El día termina sin estallidos, pero con un silencio cargado de presagios. Cada personaje comprende que nada volverá a ser igual. Leocadia siente los colmillos del peligro en el cuello: Lorenzo la acecha con la justicia, y el fracaso económico la amenaza con el descrédito. Lorenzo, creyéndose justo, no nota que su rabia lo convierte en verdugo. Jacobo busca la respiración de la verdad entre líneas. Curro y Ángela siguen encadenados a su amor prohibido. Martina intenta sostener la esperanza en la oscuridad. Pía defiende lo correcto, aunque le cueste el alma. Y enora y Toño se pierden en un campo de batalla donde el orgullo es más fuerte que el cariño.

El palacio entero respira un aire nuevo, pesado, casi sagrado: el de la antesala del desastre. Porque en La Promesa, las guerras no se ganan con espadas, sino con silencios. Y ese martes, mientras el sol se apaga sobre los muros de piedra, todos entienden que lo peor aún está por venir. Leocadia, sola en su habitación, se permite por primera vez sentir miedo. Pero también sonríe. Porque sabe que, incluso acorralada, sigue siendo capaz de convertir su caída en un acto de poder.

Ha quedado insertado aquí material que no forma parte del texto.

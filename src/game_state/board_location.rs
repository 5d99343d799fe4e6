//! Integer (file, rank) board coordinates.
//!
//! A `Location` doubles as a square reference and as a direction/offset
//! vector, so ray stepping is plain arithmetic: `origin + direction * n`.

use std::fmt;
use std::ops::{Add, Mul, Neg, Sub};

pub const BOARD_FILES: i8 = 8;
pub const BOARD_RANKS: i8 = 8;

#[derive(Debug, Clone, Copy, PartialEq, Eq, Hash)]
pub struct Location {
    pub file: i8,
    pub rank: i8,
}

impl Location {
    /// Sentinel outside the board, used for "no selection".
    pub const INVALID: Location = Location { file: -1, rank: -1 };

    #[inline]
    pub const fn new(file: i8, rank: i8) -> Self {
        Self { file, rank }
    }

    #[inline]
    pub const fn is_valid(self) -> bool {
        self.file >= 0 && self.file < BOARD_FILES && self.rank >= 0 && self.rank < BOARD_RANKS
    }

    /// `|file| + |rank|` of this location read as a vector.
    #[inline]
    pub fn taxicab_length(self) -> i32 {
        i32::from(self.file).abs() + i32::from(self.rank).abs()
    }

    /// Minimum over the four distances to a board edge (0 on the rim, 3 in the centre).
    #[inline]
    pub fn shortest_distance_to_edge(self) -> i32 {
        let file = i32::from(self.file);
        let rank = i32::from(self.rank);
        let to_left = file;
        let to_right = i32::from(BOARD_FILES) - 1 - file;
        let to_bottom = rank;
        let to_top = i32::from(BOARD_RANKS) - 1 - rank;
        to_left.min(to_right).min(to_bottom).min(to_top)
    }

    /// Iterates every board square in file-major, rank-minor order.
    pub fn all() -> impl Iterator<Item = Location> {
        (0..BOARD_FILES)
            .flat_map(|file| (0..BOARD_RANKS).map(move |rank| Location::new(file, rank)))
    }

    /// Parses `"e4"`/`"E4"` style coordinates.
    pub fn from_algebraic(text: &str) -> Option<Self> {
        let mut chars = text.chars();
        let file = chars.next()?.to_ascii_lowercase();
        let rank = chars.next()?;
        if chars.next().is_some() || !('a'..='h').contains(&file) || !('1'..='8').contains(&rank) {
            return None;
        }
        Some(Location::new((file as u8 - b'a') as i8, (rank as u8 - b'1') as i8))
    }
}

impl Default for Location {
    fn default() -> Self {
        Location::INVALID
    }
}

impl Add for Location {
    type Output = Location;

    #[inline]
    fn add(self, rhs: Location) -> Location {
        Location::new(self.file + rhs.file, self.rank + rhs.rank)
    }
}

impl Sub for Location {
    type Output = Location;

    #[inline]
    fn sub(self, rhs: Location) -> Location {
        Location::new(self.file - rhs.file, self.rank - rhs.rank)
    }
}

impl Mul<i8> for Location {
    type Output = Location;

    #[inline]
    fn mul(self, scalar: i8) -> Location {
        Location::new(self.file * scalar, self.rank * scalar)
    }
}

impl Neg for Location {
    type Output = Location;

    #[inline]
    fn neg(self) -> Location {
        Location::new(-self.file, -self.rank)
    }
}

/// Uppercase square name ("E4"), or `"--"` for off-board locations.
impl fmt::Display for Location {
    fn fmt(&self, f: &mut fmt::Formatter<'_>) -> fmt::Result {
        if !self.is_valid() {
            return write!(f, "--");
        }
        write!(
            f,
            "{}{}",
            char::from(b'A' + self.file as u8),
            char::from(b'1' + self.rank as u8)
        )
    }
}

#[cfg(test)]
mod tests {
    use super::*;

    #[test]
    fn arithmetic_steps_along_rays() {
        let origin = Location::new(2, 3);
        let direction = Location::new(1, -1);
        assert_eq!(origin + direction * 2, Location::new(4, 1));
        assert_eq!(origin - direction, Location::new(1, 4));
        assert_eq!(-direction, Location::new(-1, 1));
        assert_eq!(Location::new(-2, 1).taxicab_length(), 3);
    }

    #[test]
    fn edge_distance_is_a_centralization_metric() {
        assert_eq!(Location::new(0, 0).shortest_distance_to_edge(), 0);
        assert_eq!(Location::new(7, 4).shortest_distance_to_edge(), 0);
        assert_eq!(Location::new(1, 6).shortest_distance_to_edge(), 1);
        assert_eq!(Location::new(3, 4).shortest_distance_to_edge(), 3);
    }

    #[test]
    fn invalid_sentinel_and_display() {
        assert!(!Location::INVALID.is_valid());
        assert!(!Location::new(8, 0).is_valid());
        assert_eq!(Location::new(0, 1).to_string(), "A2");
        assert_eq!(Location::INVALID.to_string(), "--");
        assert_eq!(Location::from_algebraic("h8"), Some(Location::new(7, 7)));
        assert_eq!(Location::from_algebraic("i1"), None);
    }

    #[test]
    fn all_squares_are_file_major() {
        let squares: Vec<Location> = Location::all().collect();
        assert_eq!(squares.len(), 64);
        assert_eq!(squares[0], Location::new(0, 0));
        assert_eq!(squares[1], Location::new(0, 1));
        assert_eq!(squares[8], Location::new(1, 0));
    }
}
use rand::rngs::StdRng;
use rand::SeedableRng;

use crate::engines::engine_config::MinimaxConfig;
use crate::engines::engine_trait::ChessAi;
use crate::game_state::chess_types::Color;
use crate::game_state::game_state::ChessGame;
use crate::moves::chess_move::ChessMove;
use crate::search::board_scoring::MaterialScorer;
use crate::search::minimax::choose_minimax_move;
use crate::search::progress::ProgressIndicator;

/// Fixed-depth minimax that breaks ties between equally scored root moves at
/// random, so a human opponent cannot learn a fixed reply.
pub struct MinimaxAi {
    config: MinimaxConfig,
    scorer: MaterialScorer,
    rng: StdRng,
}

impl MinimaxAi {
    pub fn new(config: MinimaxConfig) -> Self {
        let rng = match config.seed {
            Some(seed) => StdRng::seed_from_u64(seed),
            None => StdRng::from_rng(&mut rand::rng()),
        };
        Self {
            config,
            scorer: MaterialScorer,
            rng,
        }
    }

    pub fn config(&self) -> &MinimaxConfig {
        &self.config
    }
}

impl ChessAi for MinimaxAi {
    fn name(&self) -> &str {
        "Minimax"
    }

    fn calculate_recommended_move(
        &mut self,
        favored: Color,
        game: &mut ChessGame,
        progress: &mut dyn ProgressIndicator,
    ) -> Option<ChessMove> {
        progress.begin();
        let picked = choose_minimax_move(
            &self.config,
            &self.scorer,
            favored,
            game,
            &mut self.rng,
            progress,
        );
        progress.end();
        picked
    }
}
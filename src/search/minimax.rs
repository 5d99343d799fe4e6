//! Fixed-depth minimax with optional alpha-beta pruning.
//!
//! The search walks the one live game by pushing and popping moves. Each
//! child is searched against its parent's best score so far and stops early
//! once it can no longer beat it. Cutoffs use strict comparisons, so a child
//! whose value equals the parent's best is always exact; the root depends on
//! that to collect every move tied for the best score.

use rand::prelude::IndexedRandom;
use rand::Rng;
use tracing::{debug, warn};

use crate::engines::engine_config::MinimaxConfig;
use crate::game_state::chess_types::Color;
use crate::game_state::game_state::ChessGame;
use crate::moves::chess_move::ChessMove;
use crate::search::board_scoring::{terminal_score, BoardScorer};
use crate::search::progress::ProgressIndicator;

#[derive(Debug, Clone, Copy, PartialEq, Eq)]
enum Goal {
    Maximize,
    Minimize,
}

impl Goal {
    fn flip(self) -> Self {
        match self {
            Goal::Maximize => Goal::Minimize,
            Goal::Minimize => Goal::Maximize,
        }
    }
}

/// Outcome of a completed root search.
#[derive(Debug, Clone, PartialEq, Eq)]
pub struct RootEvaluation {
    pub best_score: i32,
    /// Every root move scoring `best_score`, in search order.
    pub tied_moves: Vec<ChessMove>,
    pub nodes: u64,
}

pub struct MinimaxSearch<'a> {
    config: &'a MinimaxConfig,
    scorer: &'a dyn BoardScorer,
    favored: Color,
    nodes: u64,
}

impl<'a> MinimaxSearch<'a> {
    pub fn new(config: &'a MinimaxConfig, scorer: &'a dyn BoardScorer, favored: Color) -> Self {
        Self {
            config,
            scorer,
            favored,
            nodes: 0,
        }
    }

    /// Scores every legal root move for the favored color.
    ///
    /// Returns `None` when the favored color has no legal moves or when
    /// `progress` cancels the search.
    pub fn evaluate_root(
        &mut self,
        game: &mut ChessGame,
        progress: &mut dyn ProgressIndicator,
    ) -> Option<RootEvaluation> {
        let depth_before = game.get_num_moves();
        let (_, mut moves) = game.generate_all_legal_moves_for_color(self.favored);
        if moves.is_empty() {
            return None;
        }
        sort_for_pruning(game, &mut moves);

        let total = moves.len();
        let mut best_score: Option<i32> = None;
        let mut tied_moves = Vec::new();

        for (index, mv) in moves.into_iter().enumerate() {
            game.push_move(mv);
            let score = self.evaluate(game, self.favored.opposite(), 1, Goal::Minimize, best_score);
            let mv = game.pop_move();

            match best_score {
                Some(best) if score < best => {}
                Some(best) if score == best => tied_moves.push(mv),
                _ => {
                    best_score = Some(score);
                    tied_moves.clear();
                    tied_moves.push(mv);
                }
            }

            if !progress.update((index + 1) as f32 / total as f32) {
                warn!(completed = index + 1, total, "minimax search cancelled");
                return None;
            }
        }
        debug_assert_eq!(game.get_num_moves(), depth_before);

        let best_score = best_score?;
        debug!(
            best_score,
            tied = tied_moves.len(),
            nodes = self.nodes,
            "minimax root evaluated"
        );
        Some(RootEvaluation {
            best_score,
            tied_moves,
            nodes: self.nodes,
        })
    }

    fn evaluate(
        &mut self,
        game: &mut ChessGame,
        to_move: Color,
        depth: u32,
        goal: Goal,
        super_score: Option<i32>,
    ) -> i32 {
        self.nodes += 1;
        if depth >= self.config.max_depth {
            return self.scorer.score(self.favored, game);
        }

        let (result, mut moves) = game.generate_all_legal_moves_for_color(to_move);
        if let Some(score) = terminal_score(result, self.favored, to_move) {
            return score;
        }
        sort_for_pruning(game, &mut moves);

        let mut best: Option<i32> = None;
        for mv in moves {
            game.push_move(mv);
            let score = self.evaluate(game, to_move.opposite(), depth + 1, goal.flip(), best);
            game.pop_move();

            let improves = match (goal, best) {
                (_, None) => true,
                (Goal::Maximize, Some(current)) => score > current,
                (Goal::Minimize, Some(current)) => score < current,
            };
            if improves {
                best = Some(score);
            }

            if self.config.alpha_beta_pruning {
                if let (Some(current), Some(bound)) = (best, super_score) {
                    let cannot_matter = match goal {
                        Goal::Maximize => current > bound,
                        Goal::Minimize => current < bound,
                    };
                    if cannot_matter {
                        break;
                    }
                }
            }
        }
        // A non-terminal position always has at least one move.
        best.unwrap_or_else(|| self.scorer.score(self.favored, game))
    }
}

/// Highest sort key first; stable so equal keys keep generation order.
fn sort_for_pruning(game: &ChessGame, moves: &mut [ChessMove]) {
    let board = game.board();
    moves.sort_by_cached_key(|mv| std::cmp::Reverse(mv.sort_key(board)));
}

/// Runs a root search and picks uniformly among the tied best moves.
pub fn choose_minimax_move<R: Rng + ?Sized>(
    config: &MinimaxConfig,
    scorer: &dyn BoardScorer,
    favored: Color,
    game: &mut ChessGame,
    rng: &mut R,
    progress: &mut dyn ProgressIndicator,
) -> Option<ChessMove> {
    let evaluation = MinimaxSearch::new(config, scorer, favored).evaluate_root(game, progress)?;
    evaluation.tied_moves.choose(rng).cloned()
}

Y así termina el capítulo 713: con el palacio en vilo, las alianzas tambaleando, y Leocadia enfrentada a su mayor desafío. No hay vencedores aún, solo supervivientes. Pero una cosa es segura: cuando Lorenzo vuelva a buscarla, no encontrará a una víctima, sino a una estratega herida… y nadie es más peligrosa que una mujer que lucha por seguir mandando en su ruina.